Contrairement aux jeux vidéos multijoueurs, les JdR sur table fournissent des espaces démocratiques singuliers que l’on peut expérimenter. Tous les participants sont impliqués à un niveau qui leur convient, et les jeux non-vidéos peuvent être librement adaptés sur-mesure, dans leurs mécanismes et leur narration, aux besoins des participants.
Les jeux narratifs fournissent une opportunité - structurée et réelle - de relations sociales où il est possible d’apprendre à discipliner la parole dans une conversation, à exprimer ses besoins, et à fournir de l’aide à ceux qui le demandant.
Quelques-uns de mes JdR favoris pour pratiquer les compétences sociales :
- Emberwind (en)
- Tales of the loop grog
- The Veil kickstarter
- Urban Shadows grog
D’un point de vue tant professionnel que personnel, les jeux qui encouragent une relation significative et intéressante au monde m’étonneront toujours. Ils enrichissent nos vies au-delà du simple divertissement et rendent chacun de nous meilleur à chaque partie jouée.

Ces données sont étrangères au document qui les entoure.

//! Bounding box types and operations.

use serde::{Deserialize, Serialize};

/// A geographic or projected bounding box.
///
/// For geographic coordinates (EPSG:4326), values are in degrees.
/// For the web map working projection (EPSG:3857), values are in meters.
#[derive(Debug, Clone, Copy, PartialEq, Serialize, Deserialize)]
pub struct BoundingBox {
    pub min_x: f64,
    pub min_y: f64,
    pub max_x: f64,
    pub max_y: f64,
}

impl BoundingBox {
    /// Create a new bounding box from corner coordinates.
    pub fn new(min_x: f64, min_y: f64, max_x: f64, max_y: f64) -> Self {
        Self {
            min_x,
            min_y,
            max_x,
            max_y,
        }
    }

    /// Parse an extent string: "minx,miny,maxx,maxy"
    pub fn from_extent_string(s: &str) -> Result<Self, BboxParseError> {
        let parts: Vec<&str> = s.split(',').collect();
        if parts.len() != 4 {
            return Err(BboxParseError::InvalidFormat(s.to_string()));
        }

        Ok(Self {
            min_x: parts[0]
                .parse()
                .map_err(|_| BboxParseError::InvalidNumber(parts[0].to_string()))?,
            min_y: parts[1]
                .parse()
                .map_err(|_| BboxParseError::InvalidNumber(parts[1].to_string()))?,
            max_x: parts[2]
                .parse()
                .map_err(|_| BboxParseError::InvalidNumber(parts[2].to_string()))?,
            max_y: parts[3]
                .parse()
                .map_err(|_| BboxParseError::InvalidNumber(parts[3].to_string()))?,
        })
    }

    /// Width of the bounding box in coordinate units.
    pub fn width(&self) -> f64 {
        self.max_x - self.min_x
    }

    /// Height of the bounding box in coordinate units.
    pub fn height(&self) -> f64 {
        self.max_y - self.min_y
    }

    /// Check if this bbox intersects another.
    pub fn intersects(&self, other: &BoundingBox) -> bool {
        self.min_x < other.max_x
            && self.max_x > other.min_x
            && self.min_y < other.max_y
            && self.max_y > other.min_y
    }

    /// Compute the intersection of two bounding boxes.
    pub fn intersection(&self, other: &BoundingBox) -> Option<BoundingBox> {
        if !self.intersects(other) {
            return None;
        }

        Some(BoundingBox {
            min_x: self.min_x.max(other.min_x),
            min_y: self.min_y.max(other.min_y),
            max_x: self.max_x.min(other.max_x),
            max_y: self.max_y.min(other.max_y),
        })
    }

    /// Check if a point is contained within this bbox.
    pub fn contains_point(&self, x: f64, y: f64) -> bool {
        x >= self.min_x && x <= self.max_x && y >= self.min_y && y <= self.max_y
    }

    /// True if all four coordinates are finite numbers.
    pub fn is_finite(&self) -> bool {
        self.min_x.is_finite()
            && self.min_y.is_finite()
            && self.max_x.is_finite()
            && self.max_y.is_finite()
    }

    /// Generate a cache key fragment for this bbox (quantized to avoid floating point issues).
    pub fn cache_key(&self) -> String {
        // Quantize to 6 decimal places for cache key stability
        format!(
            "{:.6}_{:.6}_{:.6}_{:.6}",
            self.min_x, self.min_y, self.max_x, self.max_y
        )
    }
}

#[derive(Debug, thiserror::Error)]
pub enum BboxParseError {
    #[error("Invalid extent format: {0}. Expected 'minx,miny,maxx,maxy'")]
    InvalidFormat(String),

    #[error("Invalid number in extent: {0}")]
    InvalidNumber(String),
}

#[cfg(test)]
mod tests {
    use super::*;

    #[test]
    fn test_parse_extent() {
        let bbox = BoundingBox::from_extent_string("-121.5,39.4,-121.1,39.8").unwrap();
        assert_eq!(bbox.min_x, -121.5);
        assert_eq!(bbox.min_y, 39.4);
        assert_eq!(bbox.max_x, -121.1);
        assert_eq!(bbox.max_y, 39.8);
    }

    #[test]
    fn test_parse_extent_rejects_garbage() {
        assert!(BoundingBox::from_extent_string("1,2,3").is_err());
        assert!(BoundingBox::from_extent_string("a,b,c,d").is_err());
    }

    #[test]
    fn test_intersection() {
        let a = BoundingBox::new(0.0, 0.0, 10.0, 10.0);
        let b = BoundingBox::new(5.0, 5.0, 15.0, 15.0);
        let c = BoundingBox::new(20.0, 20.0, 30.0, 30.0);

        assert!(a.intersects(&b));
        assert!(!a.intersects(&c));

        let intersection = a.intersection(&b).unwrap();
        assert_eq!(intersection.min_x, 5.0);
        assert_eq!(intersection.min_y, 5.0);
        assert_eq!(intersection.max_x, 10.0);
        assert_eq!(intersection.max_y, 10.0);
    }

    #[test]
    fn test_cache_key_is_stable() {
        let a = BoundingBox::new(-121.5, 39.4, -121.1, 39.8);
        let b = BoundingBox::new(-121.5, 39.4, -121.1, 39.8);
        assert_eq!(a.cache_key(), b.cache_key());
        assert_eq!(a.cache_key(), "-121.500000_39.400000_-121.100000_39.800000");
    }
}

Restez curieux et continuez à jouez !
Article original : Level Up Your Classroom With Tabletop RPGs
Sélections de commentaires
Robbie
J’aime ces idées et j’ai travaillé à amener les jeux de rôles sur table dans mes cours d’anglais au lycée. J’ai eu du succès, mais les défis étaient aussi décourageants !
Une des difficultés les plus évidentes : la plupart des classes de lycée sont composées de 18 à 30 élèves, voire plus. Il y a donc un problème d’échelle car la plupart des JdR fonctionnent avec des groupes plus petits (3). Et quand tu dois traiter avec des élèves qui ne connaissent pas les jeux de rôles sur tables et qui ne sont pas volontaires pour y jouer (dans le cas d’une salle de classe), je ne peux pas simplement leur enseigner les règles, les laisser se débrouiller et m’attendre à ce que les choses se goupillent magiquement. Je dois, soit passer un temps considérable à remanier un JdR pour l’adapter à plus de participants, soit concevoir le mien. Et même avec cette création aux petits oignions, il reste des problèmes.

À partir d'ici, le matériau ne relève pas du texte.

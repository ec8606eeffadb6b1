//! The per-pixel NBR kernel.
//!
//! NBR = (NIR - SWIR) / (NIR + SWIR) over reflectance-scaled samples. The
//! raw-sample guards encode the sensor's conventions: a digital number of 0
//! is fill, values above 65000 are saturation/fill codes, and reflectance is
//! stored scaled by 10000.

/// Sentinel for pixels with no computable NBR value.
pub const NO_DATA: f32 = -9999.0;

/// Raw digital numbers above this are sensor fill/saturation codes.
const MAX_VALID_SAMPLE: f32 = 65000.0;

/// Scale factor from raw digital numbers to surface reflectance.
const REFLECTANCE_SCALE: f32 = 0.0001;

/// Denominators at or below this are numerically meaningless.
const MIN_DENOMINATOR: f32 = 0.001;

/// A computed NBR grid with the observed range of valid values.
#[derive(Debug, Clone)]
pub struct NbrGrid {
    pub values: Vec<f32>,
    pub width: u32,
    pub height: u32,
    /// Minimum valid NBR value, or -1.0 if no pixel was valid.
    pub min: f32,
    /// Maximum valid NBR value, or 1.0 if no pixel was valid.
    pub max: f32,
}

/// Compute the NBR value for one pixel from raw band samples.
///
/// Returns `no_data` for fill/saturated samples, vanishing denominators,
/// and results outside `[-1, 1]`.
pub fn nbr_pixel(raw_nir: f32, raw_swir: f32, no_data: f32) -> f32 {
    if raw_nir == 0.0
        || raw_swir == 0.0
        || raw_nir > MAX_VALID_SAMPLE
        || raw_swir > MAX_VALID_SAMPLE
    {
        return no_data;
    }

    let nir = raw_nir * REFLECTANCE_SCALE;
    let swir = raw_swir * REFLECTANCE_SCALE;

    let denom = nir + swir;
    if denom <= MIN_DENOMINATOR {
        return no_data;
    }

    let value = (nir - swir) / denom;
    if !(-1.0..=1.0).contains(&value) {
        return no_data;
    }

    value
}

/// Compute an NBR grid from two equal-length raw sample buffers.
///
/// `on_progress` receives the integer percentage of pixels completed; it is
/// called once per processed chunk with a strictly increasing value, ending
/// at 100. Missing samples (short buffers) are treated as fill.
pub fn compute_nbr(
    nir: &[f32],
    swir: &[f32],
    width: u32,
    height: u32,
    no_data: f32,
    mut on_progress: impl FnMut(u8),
) -> NbrGrid {
    let total = width as usize * height as usize;
    let mut values = Vec::with_capacity(total);

    let mut min = f32::MAX;
    let mut max = f32::MIN;
    let mut any_valid = false;

    // Chunked so progress lands roughly every 2% even on huge grids.
    let chunk = (total / 50).max(4096);
    let mut last_percent = 0u8;

    for start in (0..total).step_by(chunk) {
        let end = (start + chunk).min(total);
        for idx in start..end {
            let raw_nir = nir.get(idx).copied().unwrap_or(0.0);
            let raw_swir = swir.get(idx).copied().unwrap_or(0.0);

            let value = nbr_pixel(raw_nir, raw_swir, no_data);
            if value != no_data {
                any_valid = true;
                if value < min {
                    min = value;
                }
                if value > max {
                    max = value;
                }
            }
            values.push(value);
        }

        let percent = (end * 100 / total.max(1)) as u8;
        if percent > last_percent {
            last_percent = percent;
            on_progress(percent);
        }
    }

    if total == 0 {
        on_progress(100);
    }

    // All-sentinel grids get a fixed fallback range rather than MAX/MIN junk.
    let (min, max) = if any_valid { (min, max) } else { (-1.0, 1.0) };

    NbrGrid {
        values,
        width,
        height,
        min,
        max,
    }
}

#[cfg(test)]
mod tests {
    use super::*;

    const EPS: f32 = 1e-4;

    #[test]
    fn test_zero_samples_are_no_data() {
        assert_eq!(nbr_pixel(0.0, 5000.0, NO_DATA), NO_DATA);
        assert_eq!(nbr_pixel(5000.0, 0.0, NO_DATA), NO_DATA);
        assert_eq!(nbr_pixel(0.0, 0.0, NO_DATA), NO_DATA);
    }

    #[test]
    fn test_saturated_samples_are_no_data() {
        assert_eq!(nbr_pixel(65001.0, 5000.0, NO_DATA), NO_DATA);
        assert_eq!(nbr_pixel(5000.0, 70000.0, NO_DATA), NO_DATA);
        // 65000 itself is still valid
        assert!(nbr_pixel(65000.0, 5000.0, NO_DATA) != NO_DATA);
    }

    #[test]
    fn test_vanishing_denominator_is_no_data() {
        // 5 + 5 raw -> 0.001 reflectance sum, which is not above the floor
        assert_eq!(nbr_pixel(5.0, 5.0, NO_DATA), NO_DATA);
        assert!(nbr_pixel(6.0, 6.0, NO_DATA) != NO_DATA);
    }

    #[test]
    fn test_valid_pixel_formula() {
        let value = nbr_pixel(4000.0, 2000.0, NO_DATA);
        assert!((value - 1.0 / 3.0).abs() < EPS);

        let value = nbr_pixel(9000.0, 9500.0, NO_DATA);
        assert!((value + 0.0270).abs() < EPS);
    }

    #[test]
    fn test_end_to_end_triple() {
        let nir = [4000.0, 0.0, 9000.0];
        let swir = [2000.0, 500.0, 9500.0];

        let grid = compute_nbr(&nir, &swir, 3, 1, NO_DATA, |_| {});

        assert!((grid.values[0] - 0.3333).abs() < EPS);
        assert_eq!(grid.values[1], NO_DATA);
        assert!((grid.values[2] + 0.0270).abs() < EPS);

        // Range comes from the two valid entries only
        assert!((grid.min + 0.0270).abs() < EPS);
        assert!((grid.max - 0.3333).abs() < EPS);
    }

    #[test]
    fn test_all_sentinel_grid_has_fallback_range() {
        let nir = [0.0, 0.0];
        let swir = [0.0, 0.0];

        let grid = compute_nbr(&nir, &swir, 2, 1, NO_DATA, |_| {});

        assert_eq!(grid.min, -1.0);
        assert_eq!(grid.max, 1.0);
        assert!(grid.min.is_finite() && grid.max.is_finite());
    }

    #[test]
    fn test_short_buffers_are_fill() {
        let grid = compute_nbr(&[4000.0], &[2000.0], 2, 1, NO_DATA, |_| {});
        assert!(grid.values[0] != NO_DATA);
        assert_eq!(grid.values[1], NO_DATA);
    }

    #[test]
    fn test_progress_reaches_one_hundred() {
        let nir = vec![4000.0; 10_000];
        let swir = vec![2000.0; 10_000];

        let mut reports = Vec::new();
        compute_nbr(&nir, &swir, 100, 100, NO_DATA, |p| reports.push(p));

        assert_eq!(*reports.last().unwrap(), 100);
        assert!(reports.windows(2).all(|w| w[0] < w[1]));
    }

    #[test]
    fn test_out_of_range_result_is_substituted() {
        // Algebraically unreachable for positive reflectances; forced by
        // feeding a negative raw sample straight into the unit.
        let value = nbr_pixel(4000.0, -2000.0, NO_DATA);
        assert_eq!(value, NO_DATA);
    }
}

Tu as mis le doigt ici sur un gros potentiel, mais pour que nous puissions vraiment l’exploiter, nous - les professeurs qui sommes aussi des rôlistes/auteurs - avons besoin de communiquer précisément entre nous sur ce sujet. Je suis un peu découragé par [le manque] d’espaces de discussions dédiés. Un groupe Immersive Imaginative Education avait commencé sur Google+, mais il s’est dissous avec la fin de G+. Connaissez vous, vous ou d’autres personnes, des endroits dédiée à ce sujet avec l’attention qu’il mérite ?
Kevin Mcilnay
Salut ! Je suis conseiller dans une école élémentaire et je songe à utiliser le jeu de rôles pour enseigner les compétences «douces» d’une manière pratique qui fasse que les élèves s’investissent à fond. Je n’ai pas beaucoup d’expérience avec les JdR, mais j’apprends au fur et à mesure. J’ai peu lu sur Facebook et Reddit, mais j’ai récupéré des idées intéressantes.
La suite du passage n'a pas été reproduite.